= Blue Rose (art group) =

Russian artist association

Blue Rose (Голубая роза - Blaue Rose) was a Symbolist artist association in Moscow from 1906 to 1908.

==Characteristics==

The group emphasized color as a 'tonal' medium to construct rhythm in a painting and the elimination of shape and contour.

==Members==

Members included Anatolii Arapov, Petr Bromirsky, V. Drittenpreis, Nikolai Feofilaktov, Artur Fonvizin, Nikolai Krymov, Pavel Kuznetsov, Ivan Knabe, Nikolai Milioti, Vasilii Milioti, Aleksandr Matveev, Nikolai Ryabushinsky, Nikolai Sapunov, Martiros Saryan, Serge Sudeikin and Petr Utkin.

==Inspiration==

Their style was inspired by the Russian Impressionist, Viktor Borisov-Musatov, the name of the group was used for their exhibition in 1906 and was derived from the poem Blue Flower by the poet Novalis.

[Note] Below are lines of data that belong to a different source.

impl TreeOperation {
    fn path(&self) -> &InstanceIdentifier {
        match self {
            TreeOperation::Write(path, _)
            | TreeOperation::Merge(path, _)
            | TreeOperation::Delete(path)
            | TreeOperation::Clear(path) => path,
        }
    }

    fn apply(&self, root: &mut NormalizedNode) -> DomResult<()> {
        match self {
            TreeOperation::Write(path, data) => match path.path_arguments().split_last() {
                None => {
                    check_identifier(path, root.identifier(), data)?;
                    *root = data.clone();
                    Ok(())
                }
                Some((last, parent)) => {
                    check_identifier(path, last, data)?;
                    let children = children_mut(root, parent, path)?;
                    children.insert(last.clone(), data.clone());
                    Ok(())
                }
            },
            TreeOperation::Merge(path, data) => match path.path_arguments().split_last() {
                None => {
                    check_identifier(path, root.identifier(), data)?;
                    root.merge(data.clone());
                    Ok(())
                }
                Some((last, parent)) => {
                    check_identifier(path, last, data)?;
                    let children = children_mut(root, parent, path)?;
                    match children.get_mut(last) {
                        Some(existing) => existing.merge(data.clone()),
                        None => {
                            children.insert(last.clone(), data.clone());
                        }
                    }
                    Ok(())
                }
            },
            TreeOperation::Delete(path) => match path.path_arguments().split_last() {
                None => {
                    *root = NormalizedNode::empty_container(root.identifier().clone());
                    Ok(())
                }
                Some((last, parent)) => {
                    if let Some(NormalizedNode::Container { children, .. }) = existing_mut(root, parent) {
                        children.remove(last);
                    }
                    Ok(())
                }
            },
            TreeOperation::Clear(path) => match path.path_arguments().split_last() {
                None => {
                    *root = NormalizedNode::empty_container(root.identifier().clone());
                    Ok(())
                }
                Some((last, parent)) => {
                    let children = children_mut(root, parent, path)?;
                    children.insert(last.clone(), NormalizedNode::empty_container(last.clone()));
                    Ok(())
                }
            },
        }
    }
}

fn check_identifier(path: &InstanceIdentifier, expected: &PathArgument, data: &NormalizedNode) -> DomResult<()> {
    if data.identifier() != expected {
        return Err(DomError::DataValidationFailed {
            path: path.clone(),
            reason: format!("node {} written where {} is expected", data.identifier(), expected),
        });
    }
    Ok(())
}

/// Child map at `parent`, creating missing containers on the way.
fn children_mut<'a>(
    root: &'a mut NormalizedNode,
    parent: &[PathArgument],
    path: &InstanceIdentifier,
) -> DomResult<&'a mut std::collections::BTreeMap<PathArgument, NormalizedNode>> {
    let mut node = root;
    for argument in parent {
        let children = node.child_map_mut().ok_or_else(|| DomError::DataValidationFailed {
            path: path.clone(),
            reason: format!("cannot descend into leaf above {}", argument),
        })?;
        node = children
            .entry(argument.clone())
            .or_insert_with(|| NormalizedNode::empty_container(argument.clone()));
    }
    node.child_map_mut().ok_or_else(|| DomError::DataValidationFailed {
        path: path.clone(),
        reason: "parent node is a leaf".to_string(),
    })
}

fn existing_mut<'a>(root: &'a mut NormalizedNode, path: &[PathArgument]) -> Option<&'a mut NormalizedNode> {
    let mut node = root;
    for argument in path {
        node = node.child_map_mut()?.get_mut(argument)?;
    }
    Some(node)
}

fn overlaps(a: &InstanceIdentifier, b: &InstanceIdentifier) -> bool {
    a.contains(b) || b.contains(a)
}

/// Immutable view of the tree at one version.
#[derive(Clone, Debug)]
pub struct DataTreeSnapshot {
    root: Arc<NormalizedNode>,
    version: u64,
}

impl DataTreeSnapshot {
    /// Version the snapshot was taken at.
    pub fn version(&self) -> u64 {
        self.version
    }

    /// Root node.
    pub fn root(&self) -> &NormalizedNode {
        &self.root
    }

    /// Data at `path`, relative to the tree root.
    pub fn read(&self, path: &InstanceIdentifier) -> Option<NormalizedNode> {
        self.root.find(path.path_arguments()).cloned()
    }
}

/// Pending changes against a snapshot of an [`InMemoryDataTree`].
#[derive(Clone, Debug)]
pub struct DataTreeModification {
    base_version: u64,
    origin: Option<ChainId>,
    operations: Vec<TreeOperation>,
    view: NormalizedNode,
}

impl DataTreeModification {
    fn record(&mut self, operation: TreeOperation) -> DomResult<()> {
        trace!("Recording {:?}", operation.path());
        operation.apply(&mut self.view)?;
        self.operations.push(operation);
        Ok(())
    }

    /// Replace the data at `path`.
    pub fn write(&mut self, path: InstanceIdentifier, data: NormalizedNode) -> DomResult<()> {
        self.record(TreeOperation::Write(path, data))
    }

    /// Merge `data` into the node at `path`.
    pub fn merge(&mut self, path: InstanceIdentifier, data: NormalizedNode) -> DomResult<()> {
        self.record(TreeOperation::Merge(path, data))
    }

    /// Remove the node at `path`. Removing nothing is fine.
    pub fn delete(&mut self, path: InstanceIdentifier) -> DomResult<()> {
        self.record(TreeOperation::Delete(path))
    }

    /// Replace the node at `path` with an empty container.
    pub fn clear(&mut self, path: InstanceIdentifier) -> DomResult<()> {
        self.record(TreeOperation::Clear(path))
    }

    /// Data at `path` as this modification sees it.
    pub fn read(&self, path: &InstanceIdentifier) -> Option<NormalizedNode> {
        self.view.find(path.path_arguments()).cloned()
    }

    /// Whether nothing was recorded.
    pub fn is_empty(&self) -> bool {
        self.operations.is_empty()
    }

    /// Version of the snapshot this modification started from.
    pub fn base_version(&self) -> u64 {
        self.base_version
    }

    /// Chain the modification belongs to.
    pub fn origin(&self) -> Option<ChainId> {
        self.origin
    }

    fn touched(&self) -> BTreeSet<InstanceIdentifier> {
        self.operations.iter().map(|operation| operation.path().clone()).collect()
    }
}

/// A modification checked against the tree and ready to be installed.
#[derive(Debug)]
pub struct PreparedCommit {
    base_version: u64,
    modification: DataTreeModification,
    after: NormalizedNode,
    candidate: Option<DataTreeCandidateNode>,
}

impl PreparedCommit {
    /// The change this commit makes, `None` when it changes nothing.
    pub fn candidate(&self) -> Option<&DataTreeCandidateNode> {
        self.candidate.as_ref()
    }
}

struct CommitRecord {
    version: u64,
    origin: Option<ChainId>,
    touched: BTreeSet<InstanceIdentifier>,
}

struct TreeState {
    root: Arc<NormalizedNode>,
    version: u64,
    history: VecDeque<CommitRecord>,
}

/// Versioned tree of normalized data.
pub struct InMemoryDataTree {
    history_depth: usize,
    state: RwLock<TreeState>,
}

impl InMemoryDataTree {
    /// Empty tree whose root node is `root_identifier`. The last
    /// `history_depth` commits are kept for conflict detection.
    pub fn new(root_identifier: PathArgument, history_depth: usize) -> Self {
        Self {
            history_depth: history_depth.max(1),
            state: RwLock::new(TreeState {
                root: Arc::new(NormalizedNode::empty_container(root_identifier)),
                version: 0,
                history: VecDeque::new(),
            }),
        }
    }

    /// Current version; bumped by every commit.
    pub fn version(&self) -> u64 {
        self.state.read().version
    }

    /// Snapshot of the current state.
    pub fn take_snapshot(&self) -> DataTreeSnapshot {
        let state = self.state.read();
        DataTreeSnapshot {
            root: Arc::clone(&state.root),
            version: state.version,
        }
    }

    /// Committed data at `path`, relative to the tree root.
    pub fn read(&self, path: &InstanceIdentifier) -> Option<NormalizedNode> {
        self.state.read().root.find(path.path_arguments()).cloned()
    }

    /// Start a modification of the current state on behalf of `origin`.
    pub fn new_modification(&self, origin: Option<ChainId>) -> DataTreeModification {
        let snapshot = self.take_snapshot();
        DataTreeModification {
            base_version: snapshot.version,
            origin,
            operations: Vec::new(),
            view: snapshot.root.as_ref().clone(),
        }
    }

    /// Check `modification` against everything committed since its snapshot.
    pub fn validate(&self, modification: &DataTreeModification) -> DomResult<()> {
        let state = self.state.read();
        check_conflicts(&state, modification)
    }

    /// Validate and compute the outcome of `modification`.
    pub fn prepare(&self, modification: DataTreeModification) -> DomResult<PreparedCommit> {
        let state = self.state.read();
        check_conflicts(&state, &modification)?;
        let after = rebase(&state, &modification)?;
        let candidate = DataTreeCandidateNode::diff(state.root.identifier().clone(), Some(state.root.as_ref()), Some(&after));
        Ok(PreparedCommit {
            base_version: state.version,
            modification,
            after,
            candidate,
        })
    }

    /// Install a prepared commit and return the change it made.
    ///
    /// Commits that landed after preparation are checked for conflicts and
    /// the modification is replayed on top of them.
    pub fn commit(&self, prepared: PreparedCommit) -> DomResult<Option<DataTreeCandidateNode>> {
        let mut state = self.state.write();
        let PreparedCommit {
            base_version,
            modification,
            mut after,
            mut candidate,
        } = prepared;

        if state.version != base_version {
            debug!("Tree moved from version {} to {} since prepare, rebasing", base_version, state.version);
            check_conflicts(&state, &modification)?;
            after = rebase(&state, &modification)?;
            candidate = DataTreeCandidateNode::diff(state.root.identifier().clone(), Some(state.root.as_ref()), Some(&after));
        }

        if candidate.is_none() {
            trace!("Commit on version {} changed nothing", state.version);
            return Ok(None);
        }

        state.version += 1;
        state.root = Arc::new(after);
        let record = CommitRecord {
            version: state.version,
            origin: modification.origin,
            touched: modification.touched(),
        };
        state.history.push_back(record);
        while state.history.len() > self.history_depth {
            state.history.pop_front();
        }
        debug!("Committed version {}", state.version);
        Ok(candidate)
    }
}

Vladimir Mayakovsky, the poet/critic said of the group in 1907 "The artists are in love with the music of color and line."
Wassily Kandinsky was an associate of the group, being greatly taken with their artistic viewpoint he contributed paintings to a few of their exhibitions in Moscow between 1906 and 1910.